Cala la sera e la situazione sembra tranquillizzarsi, in molti se ne sono andati, anche se le sirene che segnalano ambulanze in arrivo continuano a essere tantissime. Sono le 22. L’anziano arrivato quasi dodici prima ha ancora 14 persone davanti a sé. Un’altra ambulanza scarica un ragazzo, anche lui vittima di incidente, è immobilizzato sulla barella e ha un segno sulla testa. Gli operatori del 118 tuttavia vengono fermati all’ingresso da un infermiere. «Non sappiamo neanche dove metterlo – dice – dovete portarvelo via.

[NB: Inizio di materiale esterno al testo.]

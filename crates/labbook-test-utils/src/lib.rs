//! Testing utilities for the labbook workspace
//!
//! Shared fixtures: a frozen clock, one actor per role and stored records
//! of every kind.

#![allow(missing_docs)]
#![allow(clippy::missing_panics_doc)]

use chrono::{DateTime, Duration, NaiveDate, TimeZone, Utc};
use labbook_core::{
    Actor, ActorId, Decimal, EntityKind, FixedClock, Record, RecordId, RecordStatus, Role,
};
use serde_json::{Map, Value};

/// Fixed "now" used across tests: 2025-06-15 12:00 UTC
pub fn test_now() -> DateTime<Utc> {
    Utc.with_ymd_and_hms(2025, 6, 15, 12, 0, 0).unwrap()
}

pub fn test_today() -> NaiveDate {
    test_now().date_naive()
}

pub fn days_from_today(days: i64) -> NaiveDate {
    test_today() + Duration::days(days)
}

pub fn test_clock() -> FixedClock {
    FixedClock::new(test_now())
}

pub fn actor(role: Role) -> Actor {
    Actor::new(ActorId::new(), role)
}

pub fn admin() -> Actor {
    actor(Role::Admin)
}

pub fn pi() -> Actor {
    actor(Role::PrincipalInvestigator)
}

pub fn associate() -> Actor {
    actor(Role::ResearchAssociate)
}

pub fn accounts() -> Actor {
    actor(Role::Accounts)
}

pub fn guest() -> Actor {
    actor(Role::Guest)
}

/// Bare stored record of `kind` in `status`, created by `owner` a week ago
pub fn record(kind: EntityKind, status: RecordStatus, owner: &Actor) -> Record {
    let created = test_now() - Duration::days(7);
    let mut fields = Map::new();
    fields.insert(
        kind.required_field().to_string(),
        Value::from(format!("Test {kind}")),
    );
    Record {
        id: RecordId::new(),
        kind,
        business_id: format!("{}-001", kind.table().to_uppercase()),
        status,
        created_by: owner.id,
        approved_by: None,
        approval_date: None,
        quantity: None,
        unit: None,
        expiry_date: None,
        received_date: None,
        fields,
        created_at: created,
        updated_at: created,
    }
}

pub fn project(status: RecordStatus, owner: &Actor) -> Record {
    record(EntityKind::Project, status, owner)
}

pub fn protocol(status: RecordStatus, owner: &Actor) -> Record {
    record(EntityKind::Protocol, status, owner)
}

pub fn experiment(status: RecordStatus, owner: &Actor) -> Record {
    record(EntityKind::Experiment, status, owner)
}

pub fn chemical_order(status: RecordStatus, owner: &Actor) -> Record {
    record(EntityKind::ChemicalOrder, status, owner)
}

pub fn plasmid_order(status: RecordStatus, owner: &Actor) -> Record {
    record(EntityKind::PlasmidOrder, status, owner)
}

/// Stored chemical with the given stock; the cached status is `Available`
/// whatever the numbers say, to exercise re-derivation.
pub fn chemical(quantity: i64, expiry_date: Option<NaiveDate>, owner: &Actor) -> Record {
    let mut record = record(EntityKind::ChemicalInventory, RecordStatus::Available, owner);
    record.quantity = Some(Decimal::from(quantity));
    record.unit = Some("mL".to_string());
    record.expiry_date = expiry_date;
    record
}

pub fn product(quantity: i64, owner: &Actor) -> Record {
    let mut record = record(EntityKind::Product, RecordStatus::QcPending, owner);
    record.quantity = Some(Decimal::from(quantity));
    record.unit = Some("vials".to_string());
    record
}
//! Creation, plain edits and deletion
//!
//! Plain edits are open to the creator or an admin whatever the status, but
//! never touch immutable columns, never write the review pair, and never move
//! a record into a review outcome. Immutability is checked before anything
//! else so a `business_id` rewrite fails the same way for every role.

use crate::derivation::derive_inventory_status;
use crate::state_machine::{is_review_outcome, validate_transition};
use crate::transition::{Creation, Transition};
use chrono::{DateTime, Utc};
use labbook_core::{
    Actor, AuditAction, AuditEvent, Capability, EngineConfig, EngineError, Patch, Record,
    RecordDraft, RecordId, IMMUTABLE_FIELDS, TYPED_FIELDS,
};
use rust_decimal::Decimal;
use serde_json::{json, Map, Value};

/// Reject any patch that would rewrite an immutable column
///
/// Restating the current value is allowed.
///
/// # Errors
/// Returns `ImmutableFieldViolation` naming the first offending field
pub fn check_immutable(record: &Record, patch: &Patch) -> Result<(), EngineError> {
    if patch
        .business_id
        .as_deref()
        .is_some_and(|id| id != record.business_id)
    {
        return Err(EngineError::immutable("business_id"));
    }
    if patch.created_by.is_some_and(|by| by != record.created_by) {
        return Err(EngineError::immutable("created_by"));
    }
    if let Some(field) = IMMUTABLE_FIELDS
        .iter()
        .find(|name| patch.fields.contains_key(**name))
    {
        return Err(EngineError::immutable(*field));
    }
    Ok(())
}

/// Validate a plain edit and compute the patch to store
///
/// For chemicals the patch's status is replaced with the derived one.
///
/// # Errors
/// - `ImmutableFieldViolation` for immutable columns
/// - `PermissionDenied` unless the actor may edit this record
/// - `ValidationError` for review columns, shadowed columns, foreign
///   statuses or negative quantities
/// - `InvalidTransition` for review outcomes, or off-graph moves in strict mode
pub fn edit(
    record: &Record,
    patch: &Patch,
    actor: &Actor,
    now: DateTime<Utc>,
    config: &EngineConfig,
) -> Result<Transition, EngineError> {
    check_immutable(record, patch)?;
    actor.require_owner_or(record.created_by)?;

    if patch.approved_by.is_some() || patch.approval_date.is_some() {
        return Err(EngineError::validation(
            "approved_by and approval_date are set only by approve/reject",
        ));
    }
    check_free_form(&patch.fields)?;
    check_quantity(patch.quantity)?;

    let mut patch = patch.clone();
    // Restated immutable values are dropped rather than written back.
    patch.business_id = None;
    patch.created_by = None;

    if record.kind.has_derived_status() {
        let quantity = patch.quantity.unwrap_or_else(|| record.quantity_or_zero());
        let expiry = patch.expiry_date.unwrap_or(record.expiry_date);
        let derived = derive_inventory_status(quantity, expiry, now, config.low_stock_threshold);
        patch.status = Some(derived);
    } else if let Some(to) = patch.status {
        record.kind.check_status(to)?;
        if to != record.status {
            if is_review_outcome(record.kind, to) {
                return Err(EngineError::invalid_transition(
                    record.kind,
                    record.status,
                    format!("be set to '{to}' without review"),
                ));
            }
            if config.strict_transitions {
                validate_transition(record.kind, record.status, to)?;
            }
        }
    }

    let mut details = json!({
        "business_id": record.business_id,
        "changed": patch.touched(),
    });
    if let Some(title) = patch.fields.get(record.kind.required_field()) {
        details[record.kind.required_field()] = title.clone();
    }
    let audit = AuditEvent::new(
        record.kind,
        record.id.to_string(),
        AuditAction::Updated,
        actor.id,
        details,
        now,
    );
    Ok(Transition { patch, audit })
}

/// Validate a draft and build the record to insert
///
/// # Errors
/// - `PermissionDenied` if the actor cannot edit
/// - `ValidationError` for a blank business id or required field, shadowed
///   columns, foreign statuses or negative quantities
/// - `InvalidTransition` if the requested status is not an initial one
pub fn create(
    draft: &RecordDraft,
    actor: &Actor,
    now: DateTime<Utc>,
    config: &EngineConfig,
) -> Result<Creation, EngineError> {
    actor.require(Capability::Edit)?;

    let business_id = draft.business_id.trim();
    if business_id.is_empty() {
        return Err(EngineError::validation("business_id is required"));
    }
    let required = draft.kind.required_field();
    if draft.field_str(required).map_or(true, |v| v.trim().is_empty()) {
        return Err(EngineError::validation(format!(
            "{required} is required for a new {}",
            draft.kind
        )));
    }
    if let Some(field) = IMMUTABLE_FIELDS
        .iter()
        .find(|name| draft.fields.contains_key(**name))
    {
        return Err(EngineError::validation(format!(
            "'{field}' must be given as a column, not a free-form field"
        )));
    }
    check_free_form(&draft.fields)?;
    check_quantity(draft.quantity)?;

    let status = if draft.kind.has_derived_status() {
        derive_inventory_status(
            draft.quantity.unwrap_or(Decimal::ZERO),
            draft.expiry_date,
            now,
            config.low_stock_threshold,
        )
    } else {
        let requested = draft.status.unwrap_or_else(|| draft.kind.default_status());
        draft.kind.check_status(requested)?;
        if !draft.kind.initial_statuses().contains(&requested) {
            return Err(EngineError::invalid_transition(
                draft.kind,
                draft.kind.default_status(),
                format!("be created as '{requested}'"),
            ));
        }
        requested
    };

    let record = Record {
        id: RecordId::new(),
        kind: draft.kind,
        business_id: business_id.to_string(),
        status,
        created_by: actor.id,
        approved_by: None,
        approval_date: None,
        quantity: draft.quantity,
        unit: draft.unit.clone(),
        expiry_date: draft.expiry_date,
        received_date: draft.received_date,
        fields: draft.fields.clone(),
        created_at: now,
        updated_at: now,
    };
    let mut details = json!({
        "business_id": record.business_id,
        "status": record.status,
    });
    details[required] = json!(record.field_str(required));
    let audit = AuditEvent::new(
        record.kind,
        record.id.to_string(),
        AuditAction::Created,
        actor.id,
        details,
        now,
    );
    Ok(Creation { record, audit })
}

/// Authorize a hard delete
///
/// # Errors
/// Returns `PermissionDenied` unless the actor is the creator or an admin
pub fn authorize_delete(
    record: &Record,
    actor: &Actor,
    now: DateTime<Utc>,
) -> Result<AuditEvent, EngineError> {
    actor.require_owner_or(record.created_by)?;
    Ok(AuditEvent::new(
        record.kind,
        record.id.to_string(),
        AuditAction::Deleted,
        actor.id,
        json!({ "business_id": record.business_id, "status": record.status }),
        now,
    ))
}

fn check_free_form(fields: &Map<String, Value>) -> Result<(), EngineError> {
    match TYPED_FIELDS.iter().find(|name| fields.contains_key(**name)) {
        Some(field) => Err(EngineError::validation(format!(
            "'{field}' must be set through its column, not a free-form field"
        ))),
        None => Ok(()),
    }
}

fn check_quantity(quantity: Option<Decimal>) -> Result<(), EngineError> {
    match quantity {
        Some(q) if q < Decimal::ZERO => Err(EngineError::validation(format!(
            "quantity cannot be negative, got {q}"
        ))),
        _ => Ok(()),
    }
}
//! Error types for the lifecycle engine
//!
//! Every rejected action maps onto one of four kinds:
//! - Illegal transitions from the record's current status
//! - Missing capabilities for the actor's role
//! - Attempts to rewrite immutable fields
//! - Malformed input (negative quantities, missing fields, foreign statuses)

use crate::capability::{Capability, Role};
use crate::status::{EntityKind, RecordStatus};
use std::path::PathBuf;

/// Engine errors. No patch is ever produced alongside one of these.
#[derive(Debug, Clone, PartialEq, Eq, thiserror::Error)]
pub enum EngineError {
    /// Requested action is not legal from the record's current status
    #[error("invalid transition: {kind} in status '{from}' cannot {action}")]
    InvalidTransition {
        /// Kind of the record
        kind: EntityKind,
        /// Status the record was in
        from: RecordStatus,
        /// Requested action, phrased to follow "cannot"
        action: String,
    },

    /// Actor's role lacks the required capability
    #[error("permission denied: role '{role}' lacks the '{required}' capability")]
    PermissionDenied {
        /// Capability that was required
        required: Capability,
        /// Role the actor actually holds
        role: Role,
    },

    /// Patch attempts to change an immutable field
    #[error("immutable field violation: '{field}' cannot be changed after creation")]
    ImmutableFieldViolation {
        /// Offending field name
        field: String,
    },

    /// Malformed input; the message is meant to be shown verbatim
    #[error("{0}")]
    ValidationError(String),
}

impl EngineError {
    /// Create an invalid transition error
    #[inline]
    pub fn invalid_transition(
        kind: EntityKind,
        from: RecordStatus,
        action: impl Into<String>,
    ) -> Self {
        Self::InvalidTransition {
            kind,
            from,
            action: action.into(),
        }
    }

    /// Create an immutable field violation
    #[inline]
    pub fn immutable(field: impl Into<String>) -> Self {
        Self::ImmutableFieldViolation {
            field: field.into(),
        }
    }

    /// Create a validation error
    #[inline]
    pub fn validation(message: impl Into<String>) -> Self {
        Self::ValidationError(message.into())
    }

    /// Whether the error stems from the actor rather than the record
    #[inline]
    #[must_use]
    pub fn is_permission(&self) -> bool {
        matches!(self, Self::PermissionDenied { .. })
    }
}

/// Errors while loading [`EngineConfig`](crate::config::EngineConfig)
#[derive(Debug, thiserror::Error)]
pub enum ConfigError {
    /// IO error during file read
    #[error("io error reading {path}: {source}")]
    Io {
        /// File that failed to load
        path: PathBuf,
        /// Underlying error
        #[source]
        source: std::io::Error,
    },

    /// TOML syntax or shape error
    #[error("invalid config: {0}")]
    Parse(#[from] toml::de::Error),

    /// Values parsed but are out of range
    #[error("invalid config value: {0}")]
    Invalid(String),
}

impl ConfigError {
    /// Create IO error for path
    pub fn io_error(path: impl Into<PathBuf>, source: std::io::Error) -> Self {
        Self::Io {
            path: path.into(),
            source,
        }
    }
}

Non solo non abbiamo medici, ma lì dentro non abbiamo neanche un posto, neanche una sedia libera». Vanno via, direzione Civico, consapevoli che dovranno attraversare tutta la città a sirene spiegate. Intanto due donne, parenti di un paziente entrato poche ore prima, dopo essersi assentate per qualche minuto scoprono che la loro auto, parcheggiata in viale Croce Rossa, è stata rubata.

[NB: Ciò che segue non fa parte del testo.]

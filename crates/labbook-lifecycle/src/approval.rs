//! Approval workflow for projects and protocols
//!
//! `Draft` (protocols only) → `Pending Approval` → `Approved` | `Rejected`.
//!
//! Preconditions are checked in a fixed order so callers get the most
//! specific error: wrong kind, bad target, wrong source status, then role.

use crate::transition::{Decision, Transition};
use chrono::{DateTime, Utc};
use labbook_core::{
    Actor, AuditAction, AuditEvent, Capability, EngineError, EntityKind, Patch, Record,
    RecordStatus,
};
use serde_json::json;

/// Review a pending project or protocol
///
/// `target` must be `Approved` or `Rejected`. On success the patch sets the
/// status together with `approved_by` and `approval_date`.
///
/// # Errors
/// - `InvalidTransition` if the record is not a project/protocol or is not
///   `Pending Approval`
/// - `ValidationError` if `target` is not a review outcome
/// - `PermissionDenied` if the actor cannot approve
pub fn approve(
    record: &Record,
    target: RecordStatus,
    actor: &Actor,
    now: DateTime<Utc>,
) -> Result<Transition, EngineError> {
    let verb = if target == RecordStatus::Rejected {
        Decision::Reject.action()
    } else {
        Decision::Approve.action()
    };
    if !matches!(record.kind, EntityKind::Project | EntityKind::Protocol) {
        return Err(EngineError::invalid_transition(record.kind, record.status, verb));
    }
    let action = match target {
        RecordStatus::Approved => AuditAction::Approved,
        RecordStatus::Rejected => AuditAction::Rejected,
        other => {
            return Err(EngineError::validation(format!(
                "review outcome must be 'Approved' or 'Rejected', got '{other}'"
            )))
        }
    };
    if record.status != RecordStatus::PendingApproval {
        return Err(EngineError::invalid_transition(record.kind, record.status, verb));
    }
    actor.require(Capability::Approve)?;

    Ok(reviewed(record, target, action, actor, now))
}

/// Reject a pending project or protocol
///
/// # Errors
/// Same as [`approve`]
pub fn reject(record: &Record, actor: &Actor, now: DateTime<Utc>) -> Result<Transition, EngineError> {
    approve(record, RecordStatus::Rejected, actor, now)
}

/// Send a draft protocol for review
///
/// # Errors
/// - `InvalidTransition` unless the record is a protocol in `Draft`
/// - `PermissionDenied` unless the actor is its creator or an admin
pub fn submit_for_approval(
    record: &Record,
    actor: &Actor,
    now: DateTime<Utc>,
) -> Result<Transition, EngineError> {
    if record.kind != EntityKind::Protocol || record.status != RecordStatus::Draft {
        return Err(EngineError::invalid_transition(
            record.kind,
            record.status,
            "be submitted for approval",
        ));
    }
    actor.require_owner_or(record.created_by)?;

    let patch = Patch::new().status(RecordStatus::PendingApproval);
    let audit = AuditEvent::new(
        record.kind,
        record.id.to_string(),
        AuditAction::Submitted,
        actor.id,
        json!({ "business_id": record.business_id, "from": record.status }),
        now,
    );
    Ok(Transition { patch, audit })
}

/// Patch and audit for a review outcome; shared with experiments
pub(crate) fn reviewed(
    record: &Record,
    target: RecordStatus,
    action: AuditAction,
    actor: &Actor,
    now: DateTime<Utc>,
) -> Transition {
    let patch = Patch::new().status(target).reviewed(actor.id, now);
    let audit = AuditEvent::new(
        record.kind,
        record.id.to_string(),
        action,
        actor.id,
        json!({
            "business_id": record.business_id,
            "from": record.status,
            "to": target,
        }),
        now,
    );
    Transition { patch, audit }
}

#[cfg(test)]
mod tests {
    use super::*;
    use labbook_test_utils::{associate, guest, pi, project, protocol, test_now};

    #[test]
    fn pi_approves_pending_project() {
        let owner = associate();
        let reviewer = pi();
        let record = project(RecordStatus::PendingApproval, &owner);

        let t = approve(&record, RecordStatus::Approved, &reviewer, test_now()).unwrap();
        assert_eq!(t.patch.status, Some(RecordStatus::Approved));
        assert_eq!(t.patch.approved_by, Some(reviewer.id));
        assert_eq!(t.patch.approval_date, Some(test_now()));
        assert_eq!(t.audit.action, AuditAction::Approved);
        assert_eq!(t.audit.performed_by, reviewer.id);
        assert_eq!(t.audit.details["to"], "Approved");
    }

    #[test]
    fn reject_records_reviewer() {
        let record = protocol(RecordStatus::PendingApproval, &associate());
        let reviewer = pi();
        let t = reject(&record, &reviewer, test_now()).unwrap();
        assert_eq!(t.patch.status, Some(RecordStatus::Rejected));
        assert_eq!(t.patch.approved_by, Some(reviewer.id));
        assert_eq!(t.audit.action, AuditAction::Rejected);
    }

    #[test]
    fn status_is_checked_before_role() {
        let record = project(RecordStatus::Approved, &associate());
        let err = approve(&record, RecordStatus::Approved, &associate(), test_now()).unwrap_err();
        assert!(matches!(err, EngineError::InvalidTransition { .. }));
    }

    #[test]
    fn guest_cannot_approve() {
        let record = project(RecordStatus::PendingApproval, &associate());
        let err = approve(&record, RecordStatus::Approved, &guest(), test_now()).unwrap_err();
        assert_eq!(
            err,
            EngineError::PermissionDenied {
                required: Capability::Approve,
                role: labbook_core::Role::Guest,
            }
        );
    }

    #[test]
    fn associate_cannot_approve() {
        let record = project(RecordStatus::PendingApproval, &associate());
        let err = approve(&record, RecordStatus::Approved, &associate(), test_now()).unwrap_err();
        assert!(err.is_permission());
    }

    #[test]
    fn target_must_be_review_outcome() {
        let record = project(RecordStatus::PendingApproval, &associate());
        let err = approve(&record, RecordStatus::Completed, &pi(), test_now()).unwrap_err();
        assert!(matches!(err, EngineError::ValidationError(_)));
    }

    #[test]
    fn only_projects_and_protocols_use_approve() {
        let record = labbook_test_utils::experiment(RecordStatus::Planned, &associate());
        let err = approve(&record, RecordStatus::Approved, &pi(), test_now()).unwrap_err();
        assert!(matches!(err, EngineError::InvalidTransition { .. }));
    }

    #[test]
    fn creator_submits_draft_protocol() {
        let owner = associate();
        let record = protocol(RecordStatus::Draft, &owner);
        let t = submit_for_approval(&record, &owner, test_now()).unwrap();
        assert_eq!(t.patch.status, Some(RecordStatus::PendingApproval));
        assert_eq!(t.patch.approved_by, None);
        assert_eq!(t.audit.action, AuditAction::Submitted);
    }

    #[test]
    fn others_cannot_submit() {
        let record = protocol(RecordStatus::Draft, &associate());
        assert!(submit_for_approval(&record, &associate(), test_now())
            .unwrap_err()
            .is_permission());
        assert!(submit_for_approval(&record, &labbook_test_utils::admin(), test_now()).is_ok());
    }

    #[test]
    fn submit_requires_draft() {
        let owner = associate();
        let record = protocol(RecordStatus::PendingApproval, &owner);
        let err = submit_for_approval(&record, &owner, test_now()).unwrap_err();
        assert_eq!(
            err.to_string(),
            "invalid transition: protocol in status 'Pending Approval' cannot be submitted for approval"
        );
    }
}
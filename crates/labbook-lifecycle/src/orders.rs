//! Order tracking for chemical and plasmid orders
//!
//! Chemical: `Requested` → `Ordered` → `Shipped` → `Received` | `Cancelled`.
//! Plasmid: `Ordered` → `In Transit` → `Received` | `Cancelled`.
//!
//! Only receipt has a dedicated operation; other status changes are plain
//! edits.

use crate::transition::Transition;
use chrono::{DateTime, Utc};
use labbook_core::{
    Actor, AuditAction, AuditEvent, Capability, EngineError, Patch, Record, RecordStatus,
};
use serde_json::json;

/// Mark an open order as received today
///
/// # Errors
/// - `InvalidTransition` if the record is not an order, or is already
///   `Received` or `Cancelled`
/// - `PermissionDenied` if the actor cannot edit
pub fn mark_received(
    record: &Record,
    actor: &Actor,
    now: DateTime<Utc>,
) -> Result<Transition, EngineError> {
    if !record.kind.is_order()
        || matches!(record.status, RecordStatus::Received | RecordStatus::Cancelled)
    {
        return Err(EngineError::invalid_transition(
            record.kind,
            record.status,
            "be marked received",
        ));
    }
    actor.require(Capability::Edit)?;

    let today = now.date_naive();
    let patch = Patch::new()
        .status(RecordStatus::Received)
        .received_date(Some(today));
    let audit = AuditEvent::new(
        record.kind,
        record.id.to_string(),
        AuditAction::Received,
        actor.id,
        json!({
            "business_id": record.business_id,
            "from": record.status,
            "received_date": today,
        }),
        now,
    );
    Ok(Transition { patch, audit })
}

Inghilterra e Danimarca sulla Tv della sala d’attesa stanno decidendo ai rigori chi andrà a giocarsi la finale degli Europei di calcio contro lItalia. Arrivano altri due codici rossi, poi dei ragazzini in costume da bagno ricoperti di sangue e passata la mezzanotte ecco persino spuntare un giovane che, in piedi sul gradino nei pressi dell’approdo delle ambulanze, comincia a recitare un lungo sermone a sfondo religioso, spiegando alla sua ignara platea che «La vera guarigione è in Gesù». La vera notizia però è che il tabellone finalmente chiama il numero di un signore arrivato alle quattro del mattino precedente. La gente fuori tenta di dormire nelle macchine, altri fumano, altri scrollano il telefono in maniera compulsiva. Anche l’uomo giunto la mattina si trova sull’auto dei suoi familiari, per rilassarsi un attimo mentre dentro trasmettono di nuovo Inghilterra-Danimarca, questa volta in replica. L’anziano verrà alla fine chiamato poco prima dei calci di rigore, dopo le quattro. Uscirà un’ora dopo per un’altra attesa, stavolta più breve, quella dei referti di tac e radiografie. Poi salirà sull’auto della figlia che lo riaccompagnerà a casa, dopo quasi 19 ore di turno, mentre il sole delle cinque del mattino inizia ad albeggiare.